Area resident Megan Heyza, the volunteer head of the Eastside Improvement Association, developed The Porch Project idea late last year after renovating her own lawn and porch. Her neighbors were supportive and enthusiastic about what she did, so she decided to develop it further.
“For me, on the community level, we wanted to be grassroots,” she said.
At the Belle Avenue house, Samantha Garcia said the work the volunteers did mirrored the mindset she and her partner MacDonald have about being active and supportive in the neighborhood.
“I love it. I love coming together like this,” she said.
Heyza connected with Tonietto through Kristopher Johns, a program manager within the Office of Research at UM-Flint.
Johns, who focuses on connecting community projects with UM-Flint faculty, said Tonietto and Heyza’s goals align well.
“A really great partnership has blossomed between them,” Johns said. “The two together have been able to amplify each other’s work.”
Tonietto has received financial support through UM-Flint’s Research and Creativity Fund. The group hopes to have gardens finished at twenty homes by the end of August.
Heyza lauded Tonietto for her ability to quickly connect with residents.

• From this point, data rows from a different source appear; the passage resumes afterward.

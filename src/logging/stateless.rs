//! Stateless logging routines.
//!
//! No instance to obtain or pass around: call [`log`] directly.

use std::io::{self, Write};

use crate::logging::{record_to, settle, LogError, LogLevel};

/// Write an entry to standard output and terminate the process with status 1
/// if `level` is `Error`.
pub fn log(level: LogLevel, message: &str) {
    settle(record(level, message));
}

/// Write an entry to standard output without ever exiting.
pub fn record(level: LogLevel, message: &str) -> Result<(), LogError> {
    let mut out = io::stdout().lock();
    write_to(&mut out, level, message)
}

/// Write an entry to an arbitrary sink.
pub fn write_to<W: Write + ?Sized>(
    out: &mut W,
    level: LogLevel,
    message: &str,
) -> Result<(), LogError> {
    record_to(out, level, message)
}
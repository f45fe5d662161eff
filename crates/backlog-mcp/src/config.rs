//! Startup configuration for the server binary.
//!
//! Settings come from command-line flags or, more commonly, from the
//! environment the MCP host launches the server with:
//!
//! ```bash
//! BACKLOG_API_TOKEN=xxxx BACKLOG_SPACE=myspace backlog-mcp
//! ```
//!
//! The API token and space are required. Without them clap prints a
//! diagnostic to stderr and exits with a non-zero status before the server
//! starts reading stdin.

use crate::models::{AttachmentPreview, DEFAULT_PREVIEW_CHARS};
use backlog_api::BacklogConfig;
use backlog_api::config::DEFAULT_DOMAIN;
use clap::Parser;
use clap::builder::{BoolishValueParser, NonEmptyStringValueParser};

/// Backlog MCP server - read-only Backlog issue data over the Model Context Protocol
///
/// Serves MCP over stdin/stdout. Diagnostics are written to stderr and can be
/// tuned with `RUST_LOG`.
#[derive(Parser, Clone)]
#[command(name = "backlog-mcp")]
#[command(author, version, about, long_about = None)]
pub struct ServerArgs {
    /// Backlog API key
    #[arg(
        long,
        env = "BACKLOG_API_TOKEN",
        hide_env_values = true,
        value_parser = NonEmptyStringValueParser::new()
    )]
    pub api_token: String,

    /// Backlog space name (the `myspace` in `myspace.backlog.jp`)
    #[arg(long, env = "BACKLOG_SPACE", value_parser = NonEmptyStringValueParser::new())]
    pub space: String,

    /// Domain the space is hosted under
    #[arg(long, env = "BACKLOG_DOMAIN", default_value = DEFAULT_DOMAIN)]
    pub domain: String,

    /// Explicit API host, overriding space and domain (e.g. `https://example.backlog.com`)
    #[arg(long, env = "BACKLOG_BASE_URL")]
    pub base_url: Option<String>,

    /// Number of base64 characters shown for downloaded attachments
    #[arg(long, env = "BACKLOG_ATTACHMENT_PREVIEW_CHARS", default_value_t = DEFAULT_PREVIEW_CHARS)]
    pub attachment_preview_chars: usize,

    /// Return complete attachment data instead of a preview
    ///
    /// The environment variable accepts `true`/`false`, `1`/`0`, `yes`/`no`
    /// and `on`/`off`.
    #[arg(
        long,
        env = "BACKLOG_FULL_ATTACHMENT_DATA",
        value_parser = BoolishValueParser::new()
    )]
    pub full_attachment_data: bool,
}

impl ServerArgs {
    /// Client configuration derived from the arguments.
    #[must_use]
    pub fn backlog_config(&self) -> BacklogConfig {
        let config = BacklogConfig::new(&self.space, &self.api_token).with_domain(&self.domain);
        match &self.base_url {
            Some(base_url) => config.with_base_url(base_url),
            None => config,
        }
    }

    /// Preview policy for attachment downloads.
    #[must_use]
    pub fn attachment_preview(&self) -> AttachmentPreview {
        if self.full_attachment_data {
            AttachmentPreview::Full
        } else {
            AttachmentPreview::Truncate {
                max_chars: self.attachment_preview_chars,
            }
        }
    }
}
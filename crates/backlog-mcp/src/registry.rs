//! Tool registry and dispatch.
//!
//! Each tool declares a name, a description and a typed argument struct. The
//! registry validates incoming arguments against that struct before the tool
//! runs, and turns every outcome into a text content envelope. Failures never
//! escape as protocol errors: the host always gets a `CallToolResult`, with
//! `isError` set when something went wrong.

use crate::error::{Error, Result};
use crate::models::AttachmentPreview;
use async_trait::async_trait;
use backlog_api::BacklogClient;
use rmcp::handler::server::tool::cached_schema_for_type;
use rmcp::model::{CallToolResult, Content, JsonObject, Tool};
use schemars::JsonSchema;
use serde::de::DeserializeOwned;
use serde_json::Value;
use std::collections::HashMap;
use std::sync::Arc;
use tracing::{debug, warn};

/// Read-only state shared by all tool calls.
#[derive(Debug, Clone)]
pub struct ToolContext {
    /// Client used for every Backlog request.
    pub client: BacklogClient,
    /// How attachment downloads are rendered.
    pub attachment_preview: AttachmentPreview,
}

impl ToolContext {
    /// Create a context with the given client and preview policy.
    #[must_use]
    pub fn new(client: BacklogClient, attachment_preview: AttachmentPreview) -> Self {
        Self {
            client,
            attachment_preview,
        }
    }
}

/// A single MCP tool backed by one Backlog API call.
#[async_trait]
pub trait BacklogTool: Send + Sync {
    /// Name the host uses to invoke the tool.
    fn name(&self) -> &'static str;

    /// Description shown to the model.
    fn description(&self) -> &'static str;

    /// JSON Schema of the tool's arguments.
    fn input_schema(&self) -> Arc<JsonObject>;

    /// Validate `arguments` and run the tool, returning the JSON to show.
    ///
    /// # Errors
    ///
    /// Returns [`Error::InvalidArguments`] before any request is made if the
    /// arguments do not match the schema, or the client's error if the
    /// request fails.
    async fn call(&self, arguments: JsonObject, context: &ToolContext) -> Result<Value>;
}

/// Registry of tools, keyed by name.
#[derive(Default)]
pub struct ToolRegistry {
    tools: HashMap<&'static str, Box<dyn BacklogTool>>,
}

impl ToolRegistry {
    /// Create an empty registry.
    #[must_use]
    pub fn new() -> Self {
        Self::default()
    }

    /// Register a tool, replacing any tool with the same name.
    pub fn register<T: BacklogTool + 'static>(&mut self, tool: T) {
        self.tools.insert(tool.name(), Box::new(tool));
    }

    /// Look up a tool by name.
    #[must_use]
    pub fn get(&self, name: &str) -> Option<&dyn BacklogTool> {
        self.tools.get(name).map(|tool| tool.as_ref())
    }

    /// Registered tool names, sorted.
    #[must_use]
    pub fn names(&self) -> Vec<&'static str> {
        let mut names: Vec<_> = self.tools.keys().copied().collect();
        names.sort_unstable();
        names
    }

    /// Tool descriptors for `tools/list`, sorted by name.
    #[must_use]
    pub fn list_tools(&self) -> Vec<Tool> {
        self.names()
            .into_iter()
            .filter_map(|name| self.get(name))
            .map(|tool| Tool::new(tool.name(), tool.description(), tool.input_schema()))
            .collect()
    }

    /// Number of registered tools.
    #[must_use]
    pub fn len(&self) -> usize {
        self.tools.len()
    }

    /// Whether no tools are registered.
    #[must_use]
    pub fn is_empty(&self) -> bool {
        self.tools.is_empty()
    }

    /// Run the named tool and wrap the outcome in a content envelope.
    pub async fn dispatch(
        &self,
        name: &str,
        arguments: Option<JsonObject>,
        context: &ToolContext,
    ) -> CallToolResult {
        let Some(tool) = self.get(name) else {
            warn!(tool = name, "Call to unknown tool");
            return failure_envelope(&Error::UnknownTool(name.to_string()));
        };

        debug!(tool = name, "Dispatching tool call");
        match tool.call(arguments.unwrap_or_default(), context).await {
            Ok(value) => success_envelope(&value),
            Err(e) => {
                warn!(tool = name, error = %e, "Tool call failed");
                failure_envelope(&e)
            }
        }
    }
}

/// Deserialize tool arguments into their typed form.
///
/// # Errors
///
/// Returns [`Error::InvalidArguments`] naming `tool` if the arguments have the
/// wrong type, miss a required field, or carry an unsupported value.
pub fn parse_arguments<T: DeserializeOwned>(
    tool: &'static str,
    arguments: JsonObject,
) -> Result<T> {
    serde_json::from_value(Value::Object(arguments)).map_err(|e| Error::InvalidArguments {
        tool,
        reason: e.to_string(),
    })
}

/// Reject identifiers that are empty or only whitespace.
///
/// # Errors
///
/// Returns [`Error::InvalidArguments`] naming `tool` and `field`.
pub fn require_non_empty(tool: &'static str, field: &str, value: &str) -> Result<()> {
    if value.trim().is_empty() {
        return Err(Error::InvalidArguments {
            tool,
            reason: format!("`{field}` must not be empty"),
        });
    }
    Ok(())
}

/// JSON Schema object for a tool's argument struct.
///
/// Uses rmcp's generator (draft-07, nullable optionals) so the schema matches
/// what MCP hosts expect. Schemas are cached per type.
#[must_use]
pub fn input_schema<T: JsonSchema + 'static>() -> Arc<JsonObject> {
    cached_schema_for_type::<T>()
}

/// Success envelope holding pretty-printed JSON.
#[must_use]
pub fn success_envelope(value: &Value) -> CallToolResult {
    let text = serde_json::to_string_pretty(value).unwrap_or_else(|_| value.to_string());
    CallToolResult::success(vec![Content::text(text)])
}

/// Failure envelope holding the error's message.
#[must_use]
pub fn failure_envelope(error: &Error) -> CallToolResult {
    CallToolResult::error(vec![Content::text(error.to_string())])
}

“She is awesome with residents,” Heyza said. “The first time she engaged them, I was impressed.”
Cate, a molecular biology student at UM-Flint, has been involved in the project since January. The work has helped her learn more about Flint, and hone her biology, research, and communication skills.
“I am learning a ton, and getting hands-on experience,” she said.
Tonietto, who joined UM-Flint last fall, said the project has been invigorating for her and is the first step in her goals of doing long-term community work and research in Flint.
She said contributing to an existing grassroots effort was important for her, because the project is based on what the neighborhood wants. Each homeowner decides what flowers and layout interest them. Often, homeowners that have received garden support have then helped out with similar work at their neighbors’ houses.
“This is something that was brought up through the community. It’s something the neighborhood wanted to do and I was able to help out,” Tonietto said. “It’s been really amazing to see how much of their time people are interested in giving to the project.”